Saved data entries:
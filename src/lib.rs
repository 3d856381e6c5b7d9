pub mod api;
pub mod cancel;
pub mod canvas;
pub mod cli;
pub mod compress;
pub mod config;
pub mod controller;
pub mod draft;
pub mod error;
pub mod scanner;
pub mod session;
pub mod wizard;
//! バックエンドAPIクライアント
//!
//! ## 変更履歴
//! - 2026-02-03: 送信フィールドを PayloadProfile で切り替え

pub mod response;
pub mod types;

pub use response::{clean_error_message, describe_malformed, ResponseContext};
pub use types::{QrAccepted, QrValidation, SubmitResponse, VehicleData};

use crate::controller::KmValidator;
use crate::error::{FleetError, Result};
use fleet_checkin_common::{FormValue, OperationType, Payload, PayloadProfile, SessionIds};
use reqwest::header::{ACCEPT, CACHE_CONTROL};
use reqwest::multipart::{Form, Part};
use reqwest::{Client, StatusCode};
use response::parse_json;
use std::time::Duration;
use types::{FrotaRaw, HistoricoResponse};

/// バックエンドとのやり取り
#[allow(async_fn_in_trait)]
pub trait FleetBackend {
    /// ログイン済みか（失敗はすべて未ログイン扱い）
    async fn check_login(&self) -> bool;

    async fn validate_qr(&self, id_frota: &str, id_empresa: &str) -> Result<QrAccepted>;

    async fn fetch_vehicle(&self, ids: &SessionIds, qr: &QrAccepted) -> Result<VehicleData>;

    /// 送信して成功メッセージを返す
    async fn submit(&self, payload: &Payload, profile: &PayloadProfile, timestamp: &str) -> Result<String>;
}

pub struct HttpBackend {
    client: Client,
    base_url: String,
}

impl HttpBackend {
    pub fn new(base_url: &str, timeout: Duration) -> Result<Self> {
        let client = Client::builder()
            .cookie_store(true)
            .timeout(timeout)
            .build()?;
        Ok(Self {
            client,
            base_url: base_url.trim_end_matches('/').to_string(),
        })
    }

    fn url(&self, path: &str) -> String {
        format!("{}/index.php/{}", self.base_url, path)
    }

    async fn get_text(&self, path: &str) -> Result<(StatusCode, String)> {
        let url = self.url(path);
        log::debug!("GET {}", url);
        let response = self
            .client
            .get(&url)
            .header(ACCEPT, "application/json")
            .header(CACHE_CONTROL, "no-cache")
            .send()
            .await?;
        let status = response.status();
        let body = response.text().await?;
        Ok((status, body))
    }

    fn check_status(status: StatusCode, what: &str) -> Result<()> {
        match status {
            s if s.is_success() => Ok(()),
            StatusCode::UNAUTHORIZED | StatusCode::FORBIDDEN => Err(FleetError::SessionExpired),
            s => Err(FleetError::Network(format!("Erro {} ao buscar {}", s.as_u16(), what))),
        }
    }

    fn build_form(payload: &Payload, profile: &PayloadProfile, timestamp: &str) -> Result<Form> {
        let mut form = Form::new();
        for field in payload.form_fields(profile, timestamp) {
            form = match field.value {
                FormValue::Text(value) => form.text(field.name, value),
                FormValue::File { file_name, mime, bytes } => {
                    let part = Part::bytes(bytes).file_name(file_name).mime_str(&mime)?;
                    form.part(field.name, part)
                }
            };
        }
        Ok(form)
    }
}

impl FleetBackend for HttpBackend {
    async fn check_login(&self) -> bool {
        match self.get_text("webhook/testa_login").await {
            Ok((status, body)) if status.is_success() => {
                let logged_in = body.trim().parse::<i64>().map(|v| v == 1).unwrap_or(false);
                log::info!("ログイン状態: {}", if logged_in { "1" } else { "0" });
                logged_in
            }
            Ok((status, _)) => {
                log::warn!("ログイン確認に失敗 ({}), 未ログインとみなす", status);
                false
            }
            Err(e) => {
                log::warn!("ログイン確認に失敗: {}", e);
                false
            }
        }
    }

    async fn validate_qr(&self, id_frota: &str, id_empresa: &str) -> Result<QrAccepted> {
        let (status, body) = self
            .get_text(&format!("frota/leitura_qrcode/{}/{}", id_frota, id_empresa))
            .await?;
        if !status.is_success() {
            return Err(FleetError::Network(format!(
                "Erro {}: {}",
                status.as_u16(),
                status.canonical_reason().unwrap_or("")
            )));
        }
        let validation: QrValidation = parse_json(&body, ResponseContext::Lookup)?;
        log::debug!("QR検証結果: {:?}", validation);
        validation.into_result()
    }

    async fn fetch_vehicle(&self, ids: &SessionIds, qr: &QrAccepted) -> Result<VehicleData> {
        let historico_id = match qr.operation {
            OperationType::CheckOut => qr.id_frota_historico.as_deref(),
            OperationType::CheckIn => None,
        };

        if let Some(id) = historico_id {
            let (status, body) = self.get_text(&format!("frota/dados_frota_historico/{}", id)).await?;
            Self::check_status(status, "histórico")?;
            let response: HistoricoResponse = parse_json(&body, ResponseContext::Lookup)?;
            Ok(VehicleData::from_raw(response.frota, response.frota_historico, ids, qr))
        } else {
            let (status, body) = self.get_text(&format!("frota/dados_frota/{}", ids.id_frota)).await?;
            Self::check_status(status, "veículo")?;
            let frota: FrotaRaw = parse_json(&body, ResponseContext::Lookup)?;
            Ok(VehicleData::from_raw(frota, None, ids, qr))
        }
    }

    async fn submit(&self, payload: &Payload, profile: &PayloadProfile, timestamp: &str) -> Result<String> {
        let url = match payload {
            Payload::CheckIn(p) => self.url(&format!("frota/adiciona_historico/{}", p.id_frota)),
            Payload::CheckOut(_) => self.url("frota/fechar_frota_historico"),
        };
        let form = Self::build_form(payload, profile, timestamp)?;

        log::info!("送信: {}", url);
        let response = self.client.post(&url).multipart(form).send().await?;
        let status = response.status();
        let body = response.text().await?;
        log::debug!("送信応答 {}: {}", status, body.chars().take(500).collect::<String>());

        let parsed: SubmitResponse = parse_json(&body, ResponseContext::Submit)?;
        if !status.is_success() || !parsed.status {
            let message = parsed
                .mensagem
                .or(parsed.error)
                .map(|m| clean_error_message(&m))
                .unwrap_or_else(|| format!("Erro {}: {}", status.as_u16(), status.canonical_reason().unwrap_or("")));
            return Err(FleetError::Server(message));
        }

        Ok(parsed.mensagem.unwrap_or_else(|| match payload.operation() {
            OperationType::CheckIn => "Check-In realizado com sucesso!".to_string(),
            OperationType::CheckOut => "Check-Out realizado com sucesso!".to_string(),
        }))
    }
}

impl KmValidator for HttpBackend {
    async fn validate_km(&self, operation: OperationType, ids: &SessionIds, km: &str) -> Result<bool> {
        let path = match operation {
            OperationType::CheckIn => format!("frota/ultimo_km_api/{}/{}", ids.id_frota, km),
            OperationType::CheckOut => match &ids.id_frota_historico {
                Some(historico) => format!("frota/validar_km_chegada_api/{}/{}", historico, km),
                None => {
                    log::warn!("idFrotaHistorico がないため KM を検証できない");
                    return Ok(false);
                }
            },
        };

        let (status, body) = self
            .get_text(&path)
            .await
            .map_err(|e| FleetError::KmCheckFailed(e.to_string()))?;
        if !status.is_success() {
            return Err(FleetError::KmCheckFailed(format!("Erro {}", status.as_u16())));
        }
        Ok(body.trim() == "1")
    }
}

...

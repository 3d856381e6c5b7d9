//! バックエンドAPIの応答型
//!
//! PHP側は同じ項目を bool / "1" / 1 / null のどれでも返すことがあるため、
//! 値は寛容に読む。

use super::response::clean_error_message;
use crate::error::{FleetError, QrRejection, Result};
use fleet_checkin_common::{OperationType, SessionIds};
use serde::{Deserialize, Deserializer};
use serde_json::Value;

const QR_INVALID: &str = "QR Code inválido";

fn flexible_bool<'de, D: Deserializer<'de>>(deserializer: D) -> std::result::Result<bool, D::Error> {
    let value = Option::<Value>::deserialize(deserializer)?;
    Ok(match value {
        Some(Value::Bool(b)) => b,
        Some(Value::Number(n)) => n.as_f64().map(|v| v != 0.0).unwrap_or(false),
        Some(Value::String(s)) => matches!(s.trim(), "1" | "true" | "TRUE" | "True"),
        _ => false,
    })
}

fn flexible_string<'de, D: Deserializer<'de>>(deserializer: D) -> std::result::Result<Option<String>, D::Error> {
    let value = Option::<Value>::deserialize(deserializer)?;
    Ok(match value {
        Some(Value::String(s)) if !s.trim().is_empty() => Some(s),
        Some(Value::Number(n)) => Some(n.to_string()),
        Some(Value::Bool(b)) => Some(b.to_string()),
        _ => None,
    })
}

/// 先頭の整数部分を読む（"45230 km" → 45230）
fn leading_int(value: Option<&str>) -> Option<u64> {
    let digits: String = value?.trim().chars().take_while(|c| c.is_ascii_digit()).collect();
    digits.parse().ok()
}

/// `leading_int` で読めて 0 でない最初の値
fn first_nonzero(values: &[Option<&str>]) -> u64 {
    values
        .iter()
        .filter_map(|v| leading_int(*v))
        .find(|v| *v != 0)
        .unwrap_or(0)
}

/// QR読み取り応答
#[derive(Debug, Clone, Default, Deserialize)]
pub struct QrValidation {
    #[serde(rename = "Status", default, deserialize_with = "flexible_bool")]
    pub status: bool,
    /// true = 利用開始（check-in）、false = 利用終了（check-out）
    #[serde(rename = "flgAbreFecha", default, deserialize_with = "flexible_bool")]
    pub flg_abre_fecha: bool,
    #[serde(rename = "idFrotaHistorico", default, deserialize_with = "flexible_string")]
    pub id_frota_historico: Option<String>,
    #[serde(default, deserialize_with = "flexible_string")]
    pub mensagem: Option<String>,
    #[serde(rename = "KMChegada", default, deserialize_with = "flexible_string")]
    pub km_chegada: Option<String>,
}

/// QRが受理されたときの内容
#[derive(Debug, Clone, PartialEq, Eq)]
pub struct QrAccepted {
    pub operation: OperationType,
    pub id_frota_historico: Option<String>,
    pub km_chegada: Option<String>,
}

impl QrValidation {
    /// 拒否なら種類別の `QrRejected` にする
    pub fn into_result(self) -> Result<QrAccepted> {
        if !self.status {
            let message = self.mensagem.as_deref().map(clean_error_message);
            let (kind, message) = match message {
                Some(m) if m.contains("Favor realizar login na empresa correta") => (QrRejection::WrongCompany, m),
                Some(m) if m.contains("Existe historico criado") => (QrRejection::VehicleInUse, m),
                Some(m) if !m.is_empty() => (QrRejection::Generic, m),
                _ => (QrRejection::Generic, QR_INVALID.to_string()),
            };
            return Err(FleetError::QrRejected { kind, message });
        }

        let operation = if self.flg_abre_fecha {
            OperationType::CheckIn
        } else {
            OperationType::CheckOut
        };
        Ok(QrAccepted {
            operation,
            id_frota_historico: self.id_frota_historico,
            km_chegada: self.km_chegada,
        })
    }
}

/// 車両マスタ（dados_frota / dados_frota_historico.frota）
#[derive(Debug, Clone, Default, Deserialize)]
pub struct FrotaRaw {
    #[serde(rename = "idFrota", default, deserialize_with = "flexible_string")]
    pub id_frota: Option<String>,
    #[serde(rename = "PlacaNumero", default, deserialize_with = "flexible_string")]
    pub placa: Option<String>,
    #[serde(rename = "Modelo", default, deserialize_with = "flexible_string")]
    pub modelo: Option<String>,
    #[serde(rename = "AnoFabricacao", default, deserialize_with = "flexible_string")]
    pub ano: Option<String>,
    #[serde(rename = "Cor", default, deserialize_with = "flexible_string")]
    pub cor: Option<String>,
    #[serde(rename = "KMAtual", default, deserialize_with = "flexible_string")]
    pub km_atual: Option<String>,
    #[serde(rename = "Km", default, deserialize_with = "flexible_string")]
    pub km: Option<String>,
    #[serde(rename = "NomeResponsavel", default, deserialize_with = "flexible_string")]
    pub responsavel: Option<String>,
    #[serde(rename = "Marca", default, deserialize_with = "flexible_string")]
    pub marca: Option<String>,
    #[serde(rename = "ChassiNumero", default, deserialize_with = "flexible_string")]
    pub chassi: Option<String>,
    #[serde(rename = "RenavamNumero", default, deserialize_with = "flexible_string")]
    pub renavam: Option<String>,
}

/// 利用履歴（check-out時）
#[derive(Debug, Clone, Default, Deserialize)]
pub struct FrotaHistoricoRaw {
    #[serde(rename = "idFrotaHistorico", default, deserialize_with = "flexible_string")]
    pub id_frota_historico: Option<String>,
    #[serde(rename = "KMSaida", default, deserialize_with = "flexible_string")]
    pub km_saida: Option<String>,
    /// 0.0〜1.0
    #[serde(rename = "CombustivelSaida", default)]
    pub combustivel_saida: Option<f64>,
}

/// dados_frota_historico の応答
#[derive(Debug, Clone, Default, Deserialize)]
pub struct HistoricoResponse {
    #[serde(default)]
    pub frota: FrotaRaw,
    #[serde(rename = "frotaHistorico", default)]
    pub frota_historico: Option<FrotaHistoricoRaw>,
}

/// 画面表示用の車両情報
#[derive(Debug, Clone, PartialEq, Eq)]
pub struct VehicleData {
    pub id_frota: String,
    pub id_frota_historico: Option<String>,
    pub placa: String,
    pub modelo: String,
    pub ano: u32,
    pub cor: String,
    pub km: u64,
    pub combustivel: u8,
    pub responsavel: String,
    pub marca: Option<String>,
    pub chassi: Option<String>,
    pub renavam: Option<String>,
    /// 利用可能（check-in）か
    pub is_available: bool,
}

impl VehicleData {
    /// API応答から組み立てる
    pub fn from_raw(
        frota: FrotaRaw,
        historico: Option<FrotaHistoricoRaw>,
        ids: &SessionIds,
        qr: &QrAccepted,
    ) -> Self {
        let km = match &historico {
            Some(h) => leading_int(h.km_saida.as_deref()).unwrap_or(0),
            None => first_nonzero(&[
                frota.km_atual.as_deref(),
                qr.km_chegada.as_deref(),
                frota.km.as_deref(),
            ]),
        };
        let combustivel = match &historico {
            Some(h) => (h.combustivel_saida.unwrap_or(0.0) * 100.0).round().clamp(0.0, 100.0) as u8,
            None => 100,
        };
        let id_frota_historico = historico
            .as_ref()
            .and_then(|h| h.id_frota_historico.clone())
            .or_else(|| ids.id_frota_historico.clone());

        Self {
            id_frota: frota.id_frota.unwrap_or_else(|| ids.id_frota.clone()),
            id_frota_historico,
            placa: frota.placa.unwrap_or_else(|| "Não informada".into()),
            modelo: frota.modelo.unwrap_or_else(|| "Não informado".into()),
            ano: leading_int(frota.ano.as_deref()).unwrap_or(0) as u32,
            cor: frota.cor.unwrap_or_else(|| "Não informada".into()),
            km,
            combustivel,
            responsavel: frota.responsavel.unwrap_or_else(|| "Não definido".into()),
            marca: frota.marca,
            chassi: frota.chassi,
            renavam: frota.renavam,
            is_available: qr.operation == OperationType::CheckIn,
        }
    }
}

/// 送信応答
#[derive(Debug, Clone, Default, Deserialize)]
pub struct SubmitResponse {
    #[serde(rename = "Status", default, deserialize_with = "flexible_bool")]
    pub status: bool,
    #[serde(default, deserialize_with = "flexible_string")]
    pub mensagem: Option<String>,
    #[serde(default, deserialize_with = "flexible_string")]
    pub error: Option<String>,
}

• _TO DO_: Copy the lines that hold the word "HistoricoResponse". Take them from the records above.

• _RESULT OF THE EXERCISE_:
use types::{FrotaRaw, HistoricoResponse};
            let response: HistoricoResponse = parse_json(&body, ResponseContext::Lookup)?;
pub struct HistoricoResponse {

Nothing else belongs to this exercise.